• **EXERCISE**
Each record that follows is to be output in full, precisely as written.

• **DATA TO EXAMINE**
▶

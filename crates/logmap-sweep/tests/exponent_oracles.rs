use logmap_sweep::lyapunov_exponent;

// The analytic exponent at r = 4 is ln 2; a generic initial state keeps the
// orbit on the chaotic attractor. x = 0.5 is excluded here on purpose: it is
// the preimage of the unstable fixed point at 0, so its orbit leaves the
// attractor after two steps.
#[test]
fn fully_chaotic_regime_matches_the_analytic_value() {
    let exponent = lyapunov_exponent(4.0, 0.1, 10_000);
    assert!(
        (exponent - std::f64::consts::LN_2).abs() < 1e-2,
        "exponent {exponent} not within 1e-2 of ln 2"
    );
}

#[test]
fn stable_fixed_point_regime_is_negative() {
    // r = 2 sits below the first bifurcation; from a generic state the
    // orbit converges to the fixed point and the exponent is negative.
    let exponent = lyapunov_exponent(2.0, 0.3, 1000);
    assert!(exponent < 0.0, "exponent {exponent} should be negative");
}

#[test]
fn period_two_window_is_negative() {
    let exponent = lyapunov_exponent(3.2, 0.5, 1000);
    assert!(exponent < 0.0);
}

#[test]
fn chaotic_window_is_positive() {
    // r = 3.9 lies inside the chaotic band beyond the accumulation point.
    let exponent = lyapunov_exponent(3.9, 0.5, 10_000);
    assert!(exponent > 0.0);
}

#[test]
fn exponent_is_finite_across_the_sweep_domain() {
    for i in 0..=30 {
        let r = 1.0 + 3.0 * i as f64 / 30.0;
        let exponent = lyapunov_exponent(r, 0.5, 1000);
        assert!(exponent.is_finite(), "non-finite exponent at r = {r}");
    }
}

◀

• **EXERCISE RESPONSE**
filename crates/logmap-sweep/tests/exponent_oracles.rs
use logmap_sweep::lyapunov_exponent;

// The analytic exponent at r = 4 is ln 2; a generic initial state keeps the
// orbit on the chaotic attractor. x = 0.5 is excluded here on purpose: it is
// the preimage of the unstable fixed point at 0, so its orbit leaves the
// attractor after two steps.
#[test]
fn fully_chaotic_regime_matches_the_analytic_value() {
    let exponent = lyapunov_exponent(4.0, 0.1, 10_000);
    assert!(
        (exponent - std::f64::consts::LN_2).abs() < 1e-2,
        "exponent {exponent} not within 1e-2 of ln 2"
    );
}

#[test]
fn stable_fixed_point_regime_is_negative() {
    // r = 2 sits below the first bifurcation; from a generic state the
    // orbit converges to the fixed point and the exponent is negative.
    let exponent = lyapunov_exponent(2.0, 0.3, 1000);
    assert!(exponent < 0.0, "exponent {exponent} should be negative");
}

#[test]
fn period_two_window_is_negative() {
    let exponent = lyapunov_exponent(3.2, 0.5, 1000);
    assert!(exponent < 0.0);
}

#[test]
fn chaotic_window_is_positive() {
    // r = 3.9 lies inside the chaotic band beyond the accumulation point.
    let exponent = lyapunov_exponent(3.9, 0.5, 10_000);
    assert!(exponent > 0.0);
}

#[test]
fn exponent_is_finite_across_the_sweep_domain() {
    for i in 0..=30 {
        let r = 1.0 + 3.0 * i as f64 / 30.0;
        let exponent = lyapunov_exponent(r, 0.5, 1000);
        assert!(exponent.is_finite(), "non-finite exponent at r = {r}");
    }
}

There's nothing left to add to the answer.